Exercise instructions: In the records below, the line with "calls are no-ops." opens the range and the line with "verbose, env_filter.as_deref(), debug_flag);" closes it; print that range exactly and nothing else.

Given information:

--- START ---

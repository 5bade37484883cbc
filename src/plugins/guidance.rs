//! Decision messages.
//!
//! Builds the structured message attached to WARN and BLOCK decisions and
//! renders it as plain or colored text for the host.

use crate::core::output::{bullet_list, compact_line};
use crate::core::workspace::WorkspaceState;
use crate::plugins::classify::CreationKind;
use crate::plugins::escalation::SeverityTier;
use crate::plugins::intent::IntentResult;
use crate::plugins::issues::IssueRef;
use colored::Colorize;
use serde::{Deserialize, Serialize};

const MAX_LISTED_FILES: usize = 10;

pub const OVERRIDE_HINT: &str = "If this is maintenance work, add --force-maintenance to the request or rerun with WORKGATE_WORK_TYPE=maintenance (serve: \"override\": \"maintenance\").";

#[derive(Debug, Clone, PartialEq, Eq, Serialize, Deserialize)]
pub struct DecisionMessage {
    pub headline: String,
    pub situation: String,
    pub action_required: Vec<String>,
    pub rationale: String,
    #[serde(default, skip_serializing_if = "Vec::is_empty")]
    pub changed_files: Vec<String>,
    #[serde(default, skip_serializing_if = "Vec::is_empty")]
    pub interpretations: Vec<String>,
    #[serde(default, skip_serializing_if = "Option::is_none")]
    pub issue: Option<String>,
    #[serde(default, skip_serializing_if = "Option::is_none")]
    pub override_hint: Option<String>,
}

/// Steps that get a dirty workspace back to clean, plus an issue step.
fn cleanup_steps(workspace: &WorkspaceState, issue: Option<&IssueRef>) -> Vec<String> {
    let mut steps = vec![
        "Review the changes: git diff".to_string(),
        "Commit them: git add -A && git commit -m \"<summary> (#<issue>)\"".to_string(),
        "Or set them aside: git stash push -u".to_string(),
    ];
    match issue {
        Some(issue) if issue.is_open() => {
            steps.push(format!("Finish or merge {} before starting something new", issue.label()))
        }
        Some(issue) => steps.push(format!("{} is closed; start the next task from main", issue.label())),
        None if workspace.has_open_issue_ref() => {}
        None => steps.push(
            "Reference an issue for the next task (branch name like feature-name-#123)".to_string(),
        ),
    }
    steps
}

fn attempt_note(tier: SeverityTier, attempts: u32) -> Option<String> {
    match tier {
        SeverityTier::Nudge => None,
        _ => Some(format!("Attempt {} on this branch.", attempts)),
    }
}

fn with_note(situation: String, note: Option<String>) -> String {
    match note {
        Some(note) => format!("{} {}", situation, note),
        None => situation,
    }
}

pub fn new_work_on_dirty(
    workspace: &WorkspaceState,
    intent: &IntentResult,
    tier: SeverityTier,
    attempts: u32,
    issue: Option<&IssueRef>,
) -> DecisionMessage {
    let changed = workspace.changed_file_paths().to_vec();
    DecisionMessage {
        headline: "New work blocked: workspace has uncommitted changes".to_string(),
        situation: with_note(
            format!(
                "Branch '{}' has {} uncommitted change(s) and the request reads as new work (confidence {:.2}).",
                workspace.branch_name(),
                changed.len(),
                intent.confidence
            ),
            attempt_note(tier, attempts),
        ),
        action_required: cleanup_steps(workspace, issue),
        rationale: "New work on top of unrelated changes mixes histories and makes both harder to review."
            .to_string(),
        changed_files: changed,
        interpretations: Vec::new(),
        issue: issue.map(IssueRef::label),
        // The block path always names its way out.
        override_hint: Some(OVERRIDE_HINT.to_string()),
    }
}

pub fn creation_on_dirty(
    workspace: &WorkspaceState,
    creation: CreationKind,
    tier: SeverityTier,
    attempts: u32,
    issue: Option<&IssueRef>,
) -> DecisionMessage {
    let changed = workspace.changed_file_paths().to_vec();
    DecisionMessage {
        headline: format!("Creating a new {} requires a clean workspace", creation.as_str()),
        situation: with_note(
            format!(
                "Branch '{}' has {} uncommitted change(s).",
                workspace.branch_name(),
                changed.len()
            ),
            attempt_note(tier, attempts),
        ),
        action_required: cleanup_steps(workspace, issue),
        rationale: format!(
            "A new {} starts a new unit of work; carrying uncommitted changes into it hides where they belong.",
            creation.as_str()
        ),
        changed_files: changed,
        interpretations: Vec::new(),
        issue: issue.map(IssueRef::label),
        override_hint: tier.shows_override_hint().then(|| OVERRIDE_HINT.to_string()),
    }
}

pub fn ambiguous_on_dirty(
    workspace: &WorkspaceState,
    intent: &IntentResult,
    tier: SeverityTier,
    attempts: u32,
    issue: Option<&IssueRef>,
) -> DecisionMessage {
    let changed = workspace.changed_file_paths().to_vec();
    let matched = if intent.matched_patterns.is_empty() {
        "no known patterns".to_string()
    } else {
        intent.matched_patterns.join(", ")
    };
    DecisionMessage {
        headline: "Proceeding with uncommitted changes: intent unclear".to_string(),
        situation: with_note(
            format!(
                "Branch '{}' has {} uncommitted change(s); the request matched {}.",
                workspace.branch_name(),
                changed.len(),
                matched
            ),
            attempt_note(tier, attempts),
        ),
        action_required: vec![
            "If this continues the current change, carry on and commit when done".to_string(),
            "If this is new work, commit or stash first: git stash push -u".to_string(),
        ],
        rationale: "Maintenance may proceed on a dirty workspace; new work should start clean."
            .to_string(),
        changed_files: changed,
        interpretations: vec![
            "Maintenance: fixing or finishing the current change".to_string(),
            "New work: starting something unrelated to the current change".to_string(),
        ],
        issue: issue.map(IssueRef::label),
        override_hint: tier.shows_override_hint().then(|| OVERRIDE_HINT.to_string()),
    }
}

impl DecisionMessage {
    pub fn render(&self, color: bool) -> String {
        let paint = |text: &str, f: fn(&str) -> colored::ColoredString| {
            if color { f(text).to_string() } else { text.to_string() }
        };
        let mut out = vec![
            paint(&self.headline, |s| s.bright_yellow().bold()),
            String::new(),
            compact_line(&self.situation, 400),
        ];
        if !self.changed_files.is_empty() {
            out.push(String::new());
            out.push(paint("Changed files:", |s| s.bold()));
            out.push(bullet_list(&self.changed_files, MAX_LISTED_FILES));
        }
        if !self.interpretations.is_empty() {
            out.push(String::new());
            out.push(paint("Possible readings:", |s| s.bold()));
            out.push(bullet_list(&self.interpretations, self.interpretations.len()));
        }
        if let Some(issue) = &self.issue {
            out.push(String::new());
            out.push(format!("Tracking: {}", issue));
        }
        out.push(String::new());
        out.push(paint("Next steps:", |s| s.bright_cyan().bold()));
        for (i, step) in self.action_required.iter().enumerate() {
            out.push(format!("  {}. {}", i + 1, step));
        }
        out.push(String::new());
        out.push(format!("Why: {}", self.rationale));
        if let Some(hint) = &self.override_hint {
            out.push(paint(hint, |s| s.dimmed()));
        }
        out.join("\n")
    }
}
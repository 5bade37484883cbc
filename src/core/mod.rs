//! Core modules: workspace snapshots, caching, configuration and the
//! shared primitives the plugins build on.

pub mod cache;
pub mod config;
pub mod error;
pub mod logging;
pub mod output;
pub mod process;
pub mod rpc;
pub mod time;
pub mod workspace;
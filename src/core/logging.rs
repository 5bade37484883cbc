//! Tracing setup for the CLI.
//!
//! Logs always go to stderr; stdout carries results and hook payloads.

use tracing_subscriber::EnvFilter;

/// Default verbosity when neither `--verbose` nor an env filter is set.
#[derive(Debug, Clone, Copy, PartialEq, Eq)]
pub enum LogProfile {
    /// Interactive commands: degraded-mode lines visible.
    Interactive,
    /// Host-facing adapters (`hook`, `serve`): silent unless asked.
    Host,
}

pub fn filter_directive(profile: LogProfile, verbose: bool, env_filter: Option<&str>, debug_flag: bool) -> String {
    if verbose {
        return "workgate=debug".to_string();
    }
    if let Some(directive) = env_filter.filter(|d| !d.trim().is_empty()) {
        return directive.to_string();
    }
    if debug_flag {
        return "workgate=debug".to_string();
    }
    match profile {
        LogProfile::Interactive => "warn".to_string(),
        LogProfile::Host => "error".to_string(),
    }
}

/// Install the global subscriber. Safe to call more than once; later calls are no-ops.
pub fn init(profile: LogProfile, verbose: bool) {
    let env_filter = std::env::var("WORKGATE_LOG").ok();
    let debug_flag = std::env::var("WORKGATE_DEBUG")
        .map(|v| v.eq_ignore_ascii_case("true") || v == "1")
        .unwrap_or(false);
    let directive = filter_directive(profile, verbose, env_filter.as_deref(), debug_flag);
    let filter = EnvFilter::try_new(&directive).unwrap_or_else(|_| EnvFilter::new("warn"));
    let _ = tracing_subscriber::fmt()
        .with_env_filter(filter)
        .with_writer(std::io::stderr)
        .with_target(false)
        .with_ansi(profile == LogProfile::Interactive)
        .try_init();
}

--- END ---

Task answer:
/// Install the global subscriber. Safe to call more than once; later calls are no-ops.
pub fn init(profile: LogProfile, verbose: bool) {
    let env_filter = std::env::var("WORKGATE_LOG").ok();
    let debug_flag = std::env::var("WORKGATE_DEBUG")
        .map(|v| v.eq_ignore_ascii_case("true") || v == "1")
        .unwrap_or(false);
    let directive = filter_directive(profile, verbose, env_filter.as_deref(), debug_flag);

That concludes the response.